Lors de l'audience que m'a accordée le président Kabila, j'ai salué les progrès remarquables pour un pays post-conflit, réalisés par la RDC vers ses objectifs de développement à long terme. Nous avons eu un entretien productif sur les perspectives économiques de la RDC et sur les défis à relever, particulièrement dans cette période où le pays fait face aux difficultés entraînées par la crise financière mondiale. La RDC est l'un des pays les plus touchés d'Afrique. Les prix du cuivre, cobalt et diamant se sont effondrés. Une chute des termes de l'échange de 20% est attendue cette année. Par conséquent, la croissance économique pour 2009 est estimée à 2,7%, bien en dessous des niveaux d'avant-crise.

Nous avons convenu du fait que l'aide extérieure sera cruciale pour que la RDC puisse tempérer l'impact de ces chocs et protéger les plus pauvres. A cet égard, le FMI a approuvé au mois de mars un déboursement de 195 millions de dollars U.S. envers la RDC sous la Facilité de protection contre les chocs exogènes (FCE). J'ai salué le programme du président Kabila visant à répondre aux besoins cruciaux en matière sociale et d'infrastructures. Toutefois, de telles dépenses doivent être cohérentes avec les contraintes de soutenabilité de la dette.

Les services du FMI sont sur le point de conclure les négociations sur un nouveau programme appuyé par la Facilité pour la réduction de la pauvreté et la croissance, suspendu toutefois à l'établissement d'une solution cohérente avec la soutenabilité de la dette dans le dossier de l'accord de coopération sino-congolais sur les mines et grands projets d'infrastructures. Le FMI soutient les efforts de la RDC pour accéder à la réduction de dette dont elle a tant besoin et aux investissements dans les infrastructures et le secteur minier.

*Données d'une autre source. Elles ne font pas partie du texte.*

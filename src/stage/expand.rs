//! Keyword expansion stage — per-keyword fan-out
//!
//! For every distinct keyword across the three seed categories, gathers
//! context snippets from the search backend and asks the generation
//! backend for synonyms and related terms. Keywords are deduplicated
//! before dispatch, so a keyword appearing in two categories is expanded
//! exactly once. A keyword whose snippet search or synonym generation
//! fails degrades to an empty list — the key is still present.

use super::{extract_json, prompts, StageCtx, StageError};
use crate::collab::{with_timeout, CollabResult, CollaboratorError, GenerationBackend, SearchBackend};
use crate::config::PipelineConfig;
use crate::fanout::run_batch;
use crate::state::{PipelineState, StageUpdate};
use serde::Deserialize;
use std::collections::{BTreeMap, HashMap};
use std::sync::Arc;
use tracing::{info, warn};

pub async fn run(state: &PipelineState, ctx: &StageCtx<'_>) -> Result<StageUpdate, StageError> {
    let seeds = state
        .seed_keywords
        .as_ref()
        .ok_or(StageError::MissingField("seed_keywords"))?;
    let matrix = state
        .concept_matrix
        .as_ref()
        .ok_or(StageError::MissingField("concept_matrix"))?;

    // Keyword -> concept category text, first category wins for duplicates.
    let mut contexts: HashMap<String, String> = HashMap::new();
    for (keywords, concept) in [
        (&seeds.problem_purpose, &matrix.problem_purpose),
        (&seeds.object_system, &matrix.object_system),
        (&seeds.environment_field, &matrix.environment_field),
    ] {
        for keyword in keywords {
            contexts
                .entry(keyword.clone())
                .or_insert_with(|| concept.clone());
        }
    }

    let items = seeds.distinct_keywords();
    info!(keywords = items.len(), "expanding keywords");

    let generation = ctx.collab.generation.clone();
    let search = ctx.collab.search.clone();
    let config = ctx.config.clone();
    let contexts = Arc::new(contexts);

    let results = run_batch(items, ctx.config.fanout_concurrency, ctx.cancel, move |keyword| {
        let concept = contexts.get(&keyword).cloned().unwrap_or_default();
        expand_one(
            keyword,
            concept,
            generation.clone(),
            search.clone(),
            config.clone(),
        )
    })
    .await
    .ok_or(StageError::Cancelled)?;

    let expanded: BTreeMap<String, Vec<String>> = results.into_iter().collect();
    Ok(StageUpdate {
        expanded_keywords: Some(expanded),
        ..Default::default()
    })
}

async fn expand_one(
    keyword: String,
    concept: String,
    generation: Arc<dyn GenerationBackend>,
    search: Arc<dyn SearchBackend>,
    config: PipelineConfig,
) -> Vec<String> {
    let snippets = match with_timeout(
        config.collaborator_timeout_secs,
        search.search(&keyword, config.snippet_limit),
    )
    .await
    {
        Ok(hits) => hits.into_iter().map(|hit| hit.content).collect::<Vec<_>>(),
        Err(err) => {
            warn!(keyword = %keyword, error = %err, "snippet search failed");
            Vec::new()
        }
    };
    if snippets.is_empty() {
        warn!(keyword = %keyword, "no context snippets, recording empty expansion");
        return Vec::new();
    }

    let prompt = prompts::expand_keyword(&keyword, &concept, &snippets);
    match with_timeout(config.collaborator_timeout_secs, generation.generate(&prompt))
        .await
        .and_then(|response| parse_synonyms(&response))
    {
        Ok(synonyms) => synonyms,
        Err(err) => {
            warn!(keyword = %keyword, error = %err, "synonym generation degraded to empty");
            Vec::new()
        }
    }
}

/// Accept either the flat `{"synonyms": [...]}` shape or the richer
/// `{"core_synonyms": [{"term": ...}], "related_terms": [{"term": ...}]}`
/// shape some backends produce.
fn parse_synonyms(response: &str) -> CollabResult<Vec<String>> {
    #[derive(Deserialize)]
    struct Flat {
        synonyms: Vec<String>,
    }
    #[derive(Deserialize)]
    struct Term {
        term: String,
    }
    #[derive(Deserialize)]
    struct Structured {
        #[serde(default)]
        core_synonyms: Vec<Term>,
        #[serde(default)]
        related_terms: Vec<Term>,
    }

    let body = extract_json(response);
    if let Ok(flat) = serde_json::from_str::<Flat>(body) {
        return Ok(flat.synonyms);
    }
    match serde_json::from_str::<Structured>(body) {
        Ok(parsed) if !(parsed.core_synonyms.is_empty() && parsed.related_terms.is_empty()) => {
            Ok(parsed
                .core_synonyms
                .into_iter()
                .chain(parsed.related_terms)
                .map(|entry| entry.term)
                .collect())
        }
        _ => Err(CollaboratorError::Malformed(format!(
            "unrecognized synonym payload: {}",
            response.trim()
        ))),
    }
}

#[cfg(test)]
mod tests {
    use super::*;
    use crate::cancel::CancellationToken;
    use crate::collab::stub::StubSearch;
    use crate::collab::Collaborators;
    use crate::state::{ConceptMatrix, SeedKeywords};

    fn prepared_state() -> PipelineState {
        let mut state = PipelineState::new("irrigation");
        state.concept_matrix = Some(ConceptMatrix {
            problem_purpose: "water optimization".to_string(),
            object_system: "IoT irrigation system".to_string(),
            environment_field: "agriculture".to_string(),
        });
        state.seed_keywords = Some(SeedKeywords {
            problem_purpose: vec!["water optimization".to_string()],
            object_system: vec!["IoT sensors".to_string()],
            environment_field: vec!["agriculture".to_string()],
        });
        state
    }

    #[tokio::test]
    async fn every_distinct_keyword_gets_an_entry() {
        let collab = Collaborators::stubbed();
        let config = PipelineConfig::default();
        let cancel = CancellationToken::new();
        let state = prepared_state();
        let ctx = StageCtx {
            collab: &collab,
            config: &config,
            cancel: &cancel,
        };

        let update = run(&state, &ctx).await.unwrap();
        let expanded = update.expanded_keywords.unwrap();
        assert_eq!(expanded.len(), 3);
        assert!(expanded.contains_key("water optimization"));
        assert!(!expanded["water optimization"].is_empty());
    }

    #[tokio::test]
    async fn no_snippets_degrades_to_empty_entry() {
        let mut collab = Collaborators::stubbed();
        collab.search = Arc::new(StubSearch::failing());
        let config = PipelineConfig::default();
        let cancel = CancellationToken::new();
        let state = prepared_state();
        let ctx = StageCtx {
            collab: &collab,
            config: &config,
            cancel: &cancel,
        };

        let update = run(&state, &ctx).await.unwrap();
        let expanded = update.expanded_keywords.unwrap();
        // Entries exist for every keyword even though expansion degraded.
        assert_eq!(expanded.len(), 3);
        assert!(expanded.values().all(|list| list.is_empty()));
    }

    #[tokio::test]
    async fn cancellation_abandons_the_batch() {
        let collab = Collaborators::stubbed();
        let config = PipelineConfig::default();
        let cancel = CancellationToken::new();
        cancel.cancel();
        let state = prepared_state();
        let ctx = StageCtx {
            collab: &collab,
            config: &config,
            cancel: &cancel,
        };

        let err = run(&state, &ctx).await.unwrap_err();
        assert!(matches!(err, StageError::Cancelled));
    }

    #[test]
    fn parse_synonyms_accepts_both_shapes() {
        let flat = parse_synonyms(r#"{"synonyms": ["a", "b"]}"#).unwrap();
        assert_eq!(flat, vec!["a", "b"]);

        let structured = parse_synonyms(
            r#"{"core_synonyms": [{"term": "watering system"}], "related_terms": [{"term": "drip irrigation"}]}"#,
        )
        .unwrap();
        assert_eq!(structured, vec!["watering system", "drip irrigation"]);

        assert!(parse_synonyms("no json here").is_err());
    }
}
//! Document scoring stage — per-candidate fan-out
//!
//! For each candidate URL: fetch the patent text, then run two
//! independent relevance judgments (scenario fit and problem fit)
//! through the generation backend. A failure anywhere in one document's
//! chain records zero scores for that document and never disturbs the
//! others.

use super::{parse_score, prompts, StageCtx, StageError};
use crate::collab::{with_timeout, DocumentFetcher, GenerationBackend};
use crate::config::PipelineConfig;
use crate::fanout::run_batch;
use crate::state::{PipelineState, ScoredDocument, StageUpdate};
use std::sync::Arc;
use tracing::{info, warn};

pub async fn run(state: &PipelineState, ctx: &StageCtx<'_>) -> Result<StageUpdate, StageError> {
    if state.candidate_documents.is_empty() {
        info!("no candidate documents to score");
        return Ok(StageUpdate::none());
    }

    let urls: Vec<String> = state
        .candidate_documents
        .iter()
        .map(|doc| doc.url.clone())
        .collect();
    info!(documents = urls.len(), "scoring candidate documents");

    let scenario = state.input_text.clone();
    let problem = state.problem.clone().unwrap_or_default();
    let fetcher = ctx.collab.fetcher.clone();
    let generation = ctx.collab.generation.clone();
    let config = ctx.config.clone();

    let results = run_batch(urls, ctx.config.fanout_concurrency, ctx.cancel, move |url| {
        score_one(
            url,
            scenario.clone(),
            problem.clone(),
            fetcher.clone(),
            generation.clone(),
            config.clone(),
        )
    })
    .await
    .ok_or(StageError::Cancelled)?;

    let documents = results
        .into_iter()
        .map(|(url, (scenario_score, problem_score))| ScoredDocument {
            url,
            scenario_score,
            problem_score,
        })
        .collect();

    Ok(StageUpdate {
        candidate_documents: Some(documents),
        ..Default::default()
    })
}

async fn score_one(
    url: String,
    scenario: String,
    problem: String,
    fetcher: Arc<dyn DocumentFetcher>,
    generation: Arc<dyn GenerationBackend>,
    config: PipelineConfig,
) -> (f64, f64) {
    let document = match with_timeout(config.collaborator_timeout_secs, fetcher.fetch(&url)).await
    {
        Ok(document) => document,
        Err(err) => {
            warn!(url = %url, error = %err, "fetch failed, recording zero scores");
            return (0.0, 0.0);
        }
    };

    let scenario_score = judge(
        &prompts::score_scenario(&scenario, &document),
        &generation,
        &config,
    )
    .await;
    let problem_score = judge(
        &prompts::score_problem(&problem, &document),
        &generation,
        &config,
    )
    .await;
    (scenario_score, problem_score)
}

async fn judge(
    prompt: &str,
    generation: &Arc<dyn GenerationBackend>,
    config: &PipelineConfig,
) -> f64 {
    match with_timeout(config.collaborator_timeout_secs, generation.generate(prompt)).await {
        Ok(response) => match parse_score(&response) {
            Some(score) => score.clamp(0.0, 1.0),
            None => {
                warn!("unparseable relevance judgment, recording zero");
                0.0
            }
        },
        Err(err) => {
            warn!(error = %err, "relevance judgment failed, recording zero");
            0.0
        }
    }
}
//! Pipeline configuration
//!
//! Knobs for retry bounds, fan-out concurrency, collaborator timeouts,
//! and output ceilings. Loadable from a YAML file; every field has a
//! default so a partial file is valid.

use serde::{Deserialize, Serialize};
use std::path::Path;
use thiserror::Error;

#[derive(Debug, Error)]
pub enum ConfigError {
    #[error("cannot read config file: {0}")]
    Io(#[from] std::io::Error),

    #[error("cannot parse config file: {0}")]
    Parse(#[from] serde_yaml::Error),
}

/// Configuration for one extraction pipeline.
#[derive(Debug, Clone, PartialEq, Serialize, Deserialize)]
#[serde(default)]
pub struct PipelineConfig {
    /// Maximum reject decisions before the run terminates with a
    /// retry-limit-exceeded status instead of looping.
    pub max_validation_retries: u32,
    /// How many times the gate re-solicits a malformed decision from a
    /// wired handler before giving up.
    pub max_decision_solicitations: u32,
    /// Executor-level attempts for generation-required stages whose
    /// failure has no degrade path (concept extraction, keyword
    /// generation).
    pub stage_retry_attempts: u32,
    /// Concurrent per-item calls within one fan-out batch.
    pub fanout_concurrency: usize,
    /// Per-call timeout applied to every collaborator invocation.
    pub collaborator_timeout_secs: u64,
    /// Ceiling on generated boolean queries.
    pub max_queries: usize,
    /// Results requested per search call.
    pub max_search_results: usize,
    /// Context snippets gathered per keyword before synonym generation.
    pub snippet_limit: usize,
}

impl Default for PipelineConfig {
    fn default() -> Self {
        Self {
            max_validation_retries: 3,
            max_decision_solicitations: 3,
            stage_retry_attempts: 2,
            fanout_concurrency: 4,
            collaborator_timeout_secs: 30,
            max_queries: 6,
            max_search_results: 5,
            snippet_limit: 3,
        }
    }
}

impl PipelineConfig {
    /// Load from a YAML file. Missing fields take their defaults.
    pub fn from_yaml_file(path: &Path) -> Result<Self, ConfigError> {
        let raw = std::fs::read_to_string(path)?;
        Ok(serde_yaml::from_str(&raw)?)
    }

    pub fn with_max_validation_retries(mut self, limit: u32) -> Self {
        self.max_validation_retries = limit;
        self
    }

    pub fn with_fanout_concurrency(mut self, limit: usize) -> Self {
        self.fanout_concurrency = limit;
        self
    }

    pub fn with_collaborator_timeout_secs(mut self, secs: u64) -> Self {
        self.collaborator_timeout_secs = secs;
        self
    }

    pub fn with_max_queries(mut self, limit: usize) -> Self {
        self.max_queries = limit;
        self
    }
}
//! Checkpoint gate — the single human-approval suspension point
//!
//! The gate's only responsibility is producing a well-formed
//! [`ValidationDecision`]; it performs no business logic. Decisions
//! arrive through a [`DecisionHandler`] — interactive (terminal prompt,
//! in the CLI binary) or programmatic (scripted, UI-driven) — and the
//! executor is agnostic to which is wired. When no handler is wired the
//! run suspends and the resume API becomes the decision channel.
//!
//! Malformed decisions (`edit` without keyword lists) are rejected at
//! this boundary and re-solicited; they never propagate into the graph.

use crate::state::{ConceptMatrix, DecisionAction, SeedKeywords, ValidationDecision};
use async_trait::async_trait;
use std::collections::VecDeque;
use thiserror::Error;
use tracing::warn;

#[derive(Debug, Error)]
pub enum GateError {
    #[error("malformed decision: {0}")]
    MalformedDecision(String),

    #[error("decision handler unavailable: {0}")]
    HandlerUnavailable(String),
}

/// What the deciding party sees when the pipeline reaches the gate.
#[derive(Debug, Clone)]
pub struct DecisionContext {
    pub concept_matrix: ConceptMatrix,
    pub seed_keywords: SeedKeywords,
    /// 1-based validation attempt number (increments on each rejection).
    pub attempt: u32,
}

/// Source of checkpoint decisions.
#[async_trait]
pub trait DecisionHandler: Send + Sync {
    async fn decide(&self, ctx: DecisionContext) -> Result<ValidationDecision, GateError>;
}

/// Validate a decision at the gate boundary.
///
/// `edit` requires usable keyword lists; other actions carry no required
/// payload.
pub fn validate_decision(decision: &ValidationDecision) -> Result<(), GateError> {
    if decision.action == DecisionAction::Edit {
        match &decision.edited_keywords {
            None => {
                return Err(GateError::MalformedDecision(
                    "edit requires edited_keywords".to_string(),
                ))
            }
            Some(keywords) if keywords.is_empty() => {
                return Err(GateError::MalformedDecision(
                    "edited keyword lists are all empty".to_string(),
                ))
            }
            Some(_) => {}
        }
    }
    Ok(())
}

/// Strip payloads that are meaningless for the chosen action.
pub fn normalize_decision(mut decision: ValidationDecision) -> ValidationDecision {
    if decision.action != DecisionAction::Reject {
        decision.feedback = None;
    }
    if decision.action != DecisionAction::Edit {
        decision.edited_keywords = None;
    }
    decision
}

/// Solicit a well-formed decision from the handler, re-soliciting a
/// malformed one up to `max_attempts` times.
pub async fn solicit(
    handler: &dyn DecisionHandler,
    ctx: &DecisionContext,
    max_attempts: u32,
) -> Result<ValidationDecision, GateError> {
    let mut last_malformed = None;
    for attempt in 1..=max_attempts.max(1) {
        let decision = handler.decide(ctx.clone()).await?;
        match validate_decision(&decision) {
            Ok(()) => return Ok(normalize_decision(decision)),
            Err(err) => {
                warn!(attempt, error = %err, "malformed checkpoint decision, re-soliciting");
                last_malformed = Some(err);
            }
        }
    }
    Err(last_malformed.unwrap_or_else(|| {
        GateError::MalformedDecision("no decision produced".to_string())
    }))
}

/// Programmatic handler that replays a scripted decision sequence.
///
/// Once the sequence is exhausted the optional fallback decision repeats
/// forever; with no fallback, further solicitations fail.
pub struct ScriptedDecisions {
    queue: tokio::sync::Mutex<VecDeque<ValidationDecision>>,
    fallback: Option<ValidationDecision>,
}

impl ScriptedDecisions {
    pub fn sequence(decisions: Vec<ValidationDecision>) -> Self {
        Self {
            queue: tokio::sync::Mutex::new(decisions.into()),
            fallback: None,
        }
    }

    /// The same decision for every solicitation.
    pub fn repeating(decision: ValidationDecision) -> Self {
        Self {
            queue: tokio::sync::Mutex::new(VecDeque::new()),
            fallback: Some(decision),
        }
    }

    pub fn with_fallback(mut self, decision: ValidationDecision) -> Self {
        self.fallback = Some(decision);
        self
    }
}

#[async_trait]
impl DecisionHandler for ScriptedDecisions {
    async fn decide(&self, _ctx: DecisionContext) -> Result<ValidationDecision, GateError> {
        if let Some(decision) = self.queue.lock().await.pop_front() {
            return Ok(decision);
        }
        self.fallback.clone().ok_or_else(|| {
            GateError::HandlerUnavailable("scripted decisions exhausted".to_string())
        })
    }
}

Nous sommes prêts à utiliser nos bons offices auprès des partenaires au développement de la RDC à cette fin. L'examen d'un nouveau programme par le Conseil d'administration du FMI passe en effet par une solution satisfaisante apportée à l'accord sino-congolais et par l'accord de financement du Club de Paris.

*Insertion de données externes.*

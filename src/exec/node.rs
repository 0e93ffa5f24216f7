//! Workflow graph positions

use serde::{Deserialize, Serialize};
use std::fmt;

/// Every position in the extraction workflow.
///
/// Serialized by name inside the run record, so a suspended run can be
/// persisted and resumed at exactly this position.
#[derive(Debug, Clone, Copy, PartialEq, Eq, Serialize, Deserialize)]
#[serde(rename_all = "snake_case")]
pub enum StageNode {
    Normalize,
    ExtractConcepts,
    GenerateKeywords,
    Summarize,
    Classify,
    AwaitDecision,
    ApplyEdit,
    ExpandKeywords,
    BuildQueries,
    DiscoverDocuments,
    ScoreDocuments,
    Done,
}

impl StageNode {
    pub fn name(&self) -> &'static str {
        match self {
            StageNode::Normalize => "normalize",
            StageNode::ExtractConcepts => "extract_concepts",
            StageNode::GenerateKeywords => "generate_keywords",
            StageNode::Summarize => "summarize",
            StageNode::Classify => "classify",
            StageNode::AwaitDecision => "await_decision",
            StageNode::ApplyEdit => "apply_edit",
            StageNode::ExpandKeywords => "expand_keywords",
            StageNode::BuildQueries => "build_queries",
            StageNode::DiscoverDocuments => "discover_documents",
            StageNode::ScoreDocuments => "score_documents",
            StageNode::Done => "done",
        }
    }
}

impl fmt::Display for StageNode {
    fn fmt(&self, f: &mut fmt::Formatter<'_>) -> fmt::Result {
        f.write_str(self.name())
    }
}

#[cfg(test)]
mod tests {
    use super::*;

    #[test]
    fn node_serializes_by_snake_case_name() {
        let json = serde_json::to_string(&StageNode::AwaitDecision).unwrap();
        assert_eq!(json, "\"await_decision\"");
        let back: StageNode = serde_json::from_str(&json).unwrap();
        assert_eq!(back, StageNode::AwaitDecision);
    }

    #[test]
    fn display_matches_name() {
        assert_eq!(StageNode::ExpandKeywords.to_string(), "expand_keywords");
    }
}
//! Pipeline state threaded through all stages
//!
//! One `PipelineState` exists per extraction run. Stages never mutate it
//! directly — each returns a [`StageUpdate`] holding only the fields it
//! owns, and the executor merges updates at a single-writer boundary.
//! Scalar fields merge with set-if-absent semantics (a stage re-entered
//! with its output already present is a no-op); collection fields produced
//! by fan-out aggregators merge with full-replace semantics.

use serde::{Deserialize, Serialize};
use std::collections::{BTreeMap, BTreeSet};
use thiserror::Error;

/// Invariant violations detected at a merge point.
///
/// These indicate a programming defect in a stage, not a collaborator
/// failure — the executor aborts the run with the diagnostic.
#[derive(Debug, Error)]
pub enum StateError {
    #[error("concept matrix has an empty field: {0}")]
    EmptyConceptField(&'static str),

    #[error("expanded keyword '{0}' is not among the current seed keywords")]
    OrphanExpansion(String),

    #[error("expanded keywords merged before seed keywords exist")]
    ExpansionBeforeSeeds,

    #[error("duplicate candidate document url: {0}")]
    DuplicateDocument(String),

    #[error("candidate documents produced without an accepting decision")]
    DocumentsWithoutApproval,
}

/// The three-field concept summary extracted from the invention text.
#[derive(Debug, Clone, PartialEq, Eq, Serialize, Deserialize)]
pub struct ConceptMatrix {
    /// The technical problem the invention solves, or its primary objective.
    pub problem_purpose: String,
    /// The main object, device, system, material, or process.
    pub object_system: String,
    /// The application domain, industry sector, or operational context.
    pub environment_field: String,
}

impl ConceptMatrix {
    /// Return the name of the first empty field, if any.
    pub fn first_empty_field(&self) -> Option<&'static str> {
        if self.problem_purpose.trim().is_empty() {
            Some("problem_purpose")
        } else if self.object_system.trim().is_empty() {
            Some("object_system")
        } else if self.environment_field.trim().is_empty() {
            Some("environment_field")
        } else {
            None
        }
    }
}

/// Seed keywords, one list per concept category.
///
/// Keys match [`ConceptMatrix`] field-for-field. Lists may be empty but
/// are never null.
#[derive(Debug, Clone, Default, PartialEq, Eq, Serialize, Deserialize)]
pub struct SeedKeywords {
    pub problem_purpose: Vec<String>,
    pub object_system: Vec<String>,
    pub environment_field: Vec<String>,
}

Il est crucial de garder un équilibre entre les dépenses financées sur ressources intérieures et les recettes domestiques, de manière à éviter une expansion monétaire pouvant entrainer une accélération de l'inflation et mettre le taux de change sous pression. En même temps, la banque centrale devra surveiller l'offre monétaire et compenser les excès de liquidité générés par ces ressources. Pendant ce temps, le gouvernement devrait utiliser l'espace fiscal disponible pour une meilleure allocation des dépenses vers les secteurs sociaux et la mise en place de réformes structurelles visant à rendre l'économie plus compétitive et mieux intégrée dans l'économie mondiale.

Le FMI est prêt à poursuivre son appui aux efforts que déploie la RDC pour faire reculer la pauvreté, combattre la corruption et maintenir le cap d'un développement économique durable ».